By Angry GenXer
HAVANA TIMES – A month has now passed since Trump proclaimed new restrictive measures against the Cuban economy. Misery in Cuba deepens; the rich and powerful remain rich and powerful, while events seem to be accelerating. Official US spokespeople talk about intergovernmental conversations at the highest level. The phrase “friendly takeover” of Cuba by the United States appears—whatever that might mean—while here, hopelessness is becoming routine.
In Cuba, there are many dissenting voices criticizing the country’s collapse. They search for its causes and those responsible. Many of these people, from very diverse ideologies—ranging from nationalist Christian conservatives to neo-Marxists and anarchists—project their opinions on social media, individually or in groups. Not all of them identify as “dissidents” or “opponents of the government,” but the vast majority are true political activists, with no subordination to official entities.
Uniting Affections
During the Covid pandemic, the protests of November 27, 2020, and especially those of July 11, 2021, saw a large part of Cuba’s dissent—diverse in ideology—manage to unite in shared affections, friendships, and civic activism.
What prevailed was the critical and the human. Probably the moment of greatest cohesion in Cuban activism came during its support for last year’s student strike, sparked by changes in mobile phone service pricing adopted by the state monopoly ETECSA—a measure that affected the vast majority of the population. Perhaps that is why, for once, dissenting activism on social media seemed to share several points of consensus.

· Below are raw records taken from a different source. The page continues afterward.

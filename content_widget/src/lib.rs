// Copyright (c) 2025 R3BL LLC. Licensed under Apache License, Version 2.0.

// cspell:words minimap

//! # Inline chat content widget
//!
//! This crate positions a floating overlay (a "content widget") next to the user's text
//! selection in a code editor, and manages the small lifecycle that drives it. It answers
//! one question: *given a selection and the surrounding text, where (line, column, above
//! or below) should the overlay anchor, and should it be visible at all?*
//!
//! It never decides *what* gets rendered in the overlay, it never touches conversation
//! or model state, and it does no network I/O. Those concerns belong to the chat layer
//! which plugs in through [`InlineChatService`] and renders into the widget's slot.
//!
//! ## Architecture
//!
//! ```text
//! ╭──────────────╮ layout changed ╭────────────────╮ out of area ╭───────────╮
//! │ HostSurface  ├───────────────►│ VisibilityGate ├────────────►│ dispose() │
//! ╰──────┬───────╯                ╰────────────────╯             ╰───────────╯
//!        │ get_position()
//!        ▼
//! ╭──────────────────────╮  explicit position?  ╭───────────────────╮
//! │ ContentWidget        ├─────────────────────►│ BaseContentWidget │
//! │  (show / hide /      │                      ╰───────────────────╯
//! │   offset_top / ...)  │  else, selection     ╭───────────────────╮
//! │                      ├─────────────────────►│ PlacementEngine   │
//! ╰──────────────────────╯                      ╰───────────────────╯
//! ```
//!
//! - [`VisibilityGate`] checks that the viewport (minus the gutter and the minimap) is at
//!   least [`MIN_VISIBLE_WIDTH`] wide. If it isn't, the widget tears itself down.
//! - [`PlacementEngine`] looks only at "how far right does the text on this line reach"
//!   ([`TextModel::last_non_whitespace_column`]) around the cursor and the selection
//!   endpoints. It never inspects syntax, so it works the same for every language and is
//!   cheap to rerun on each cursor move.
//! - [`ContentWidget`] composes a [`BaseContentWidget`] (default show / hide / position
//!   behavior) with the engine and the gate.
//!
//! ## Example
//!
//! ```
//! use std::rc::Rc;
//! use r3bl_content_widget::{ContentWidget, LayoutInfo, Position, Selection, Side,
//!                           ShowContentOptions,
//!                           test_fixtures::{TestHostSurface, TestInlineChatService}};
//!
//! let host = Rc::new(TestHostSurface::from_text(
//!     LayoutInfo::new(800.0, 50.0, 100.0),
//!     "fn main() {\n    let a = 1;\n    let b = 2;\n}",
//! ));
//! let chat = Rc::new(TestInlineChatService::default());
//! let mut widget = ContentWidget::new(Rc::clone(&host), Rc::clone(&chat));
//!
//! let cursor = Position::new(3, 5);
//! widget.show(ShowContentOptions::with_selection(Selection::new(
//!     cursor, cursor, cursor,
//! )));
//!
//! let position = widget.get_position().unwrap();
//! assert_eq!(position.preference.primary(), Side::Below);
//! assert!(host.is_inline_chat_visible());
//! ```

// Enforce strict error handling in production library code only. Tests and examples are
// allowed to use .unwrap() (workspace `Cargo.toml` config allows it).
#![cfg_attr(not(test), deny(clippy::unwrap_in_result))]

// Attach modules.
pub mod core;
pub mod widget;

// Re-export.
pub use self::core::*;
pub use widget::*;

Throughout the previous period, official police and ideological authorities did everything possible to atomize protest and divide the collective movements that had formed. Many people went into exile; yet activist support for the university strike confirmed that solidarities within a broad pluralism of opinions remained alive. Mutual bonds filled the political vacuum into which officialdom tried to push them. There are very few “organizations” today; what mostly exist are “alternative” social media outlets of different tendencies, in some cases composed of a single influencer.
Their posts are often filled with heated accusations. They demand justice; they claim the right to name, in no uncertain terms, the villains behind the ongoing disaster in which Cuba barely survives. A prolonged humanitarian crisis shaped by the systematic incompetence of the island’s establishment and its desire to continue exercising monopolistic power and privilege: its corporate interests determine government decisions, not even one of which has succeeded in recent years—at least from the perspective “from below.”
Trump Arrives
And then came January 3 and later January 29. Trump and Rubio intervened in Venezuela and drastically restricted fuel imports to Cuba. These actions by the US government radically worsened the Cuban crisis, adding more pain and despair: today our bodies and souls suffer them even when we try to sleep.
Cuban alternative media and influencers then became polarized. Each pole identified its own villain. The menu basically offers two options: the Cuban government, “the communists,” and the military megacorporation GAESA; or Trump, MAGA, Marco Rubio, and “the gringos.”
Critical activism was automatically weakened; not even the massacre in Gaza had produced such a deep cleavage on Cuban social media.
Fights on Social Media
Over the past month, fights online have revolved around those two poles, using anything as a pretext:
¡Díaz-Canel speaks for two hours without saying anything about how they plan to fix the Cuban crisis! VS. What a defense of “the wretched of the earth”!
¡Cuban political police arrest Holguín influencers from the El 4tico project! VS. Of course— they were wearing caps inspired by MAGA!
¡Bad Bunny sings at the Super Bowl! VS. His denunciation of Yankee imperialism isn’t clear at all!
At this very moment, the polarizing issue seems to be the mysterious shootout between a boat loaded with weapons—allegedly stolen in the US—and another belonging to the Cuban border guards. It is not yet known how many dead or wounded there were, but opinions are already formed.
Some call this “cognitive warfare”: like rapid maneuvers on a theater of operations, some topics are immediately replaced by others; dishes on the menu are brought out and taken away; everything flows, but the opposition remains. Meanwhile, Trump says he is already arranging with the establishment here the “friendly takeover of Cuba.”
Who benefits?
The Cuban authorities currently in power. And Trump. His international leadership has never been particularly marked by “human rights” issues and the like. It is all about “our oil,” “our markets,” and pushing Russia and China out of “our” area of influence.
And in the long run, it has been Trump’s latest measures that have been dividing Cuban activism.
We already saw in Syria and Venezuela how Trump blithely ignored organized opposition figures in those countries—who had confronted governments he himself considered hostile and helped overthrow.
In Gaza, Iran, and Rojava, Syria, his diplomacy used massacres to exert geopolitical and economic pressure.
Trump seeks to empower not those who seek freedom, but those who know how to obey him and fulfill the interests and privileges of those who put him in power.
We are living through a unique opportunity to learn how the powerful construct functional mechanisms among themselves. Understanding this is exceptionally important if Cuba is to escape such machinery and finally emerge from the abyss. Hopefully our activists will manage to see it before it is too late. In doing so, mutual bonds—now at risk—may also reemerge.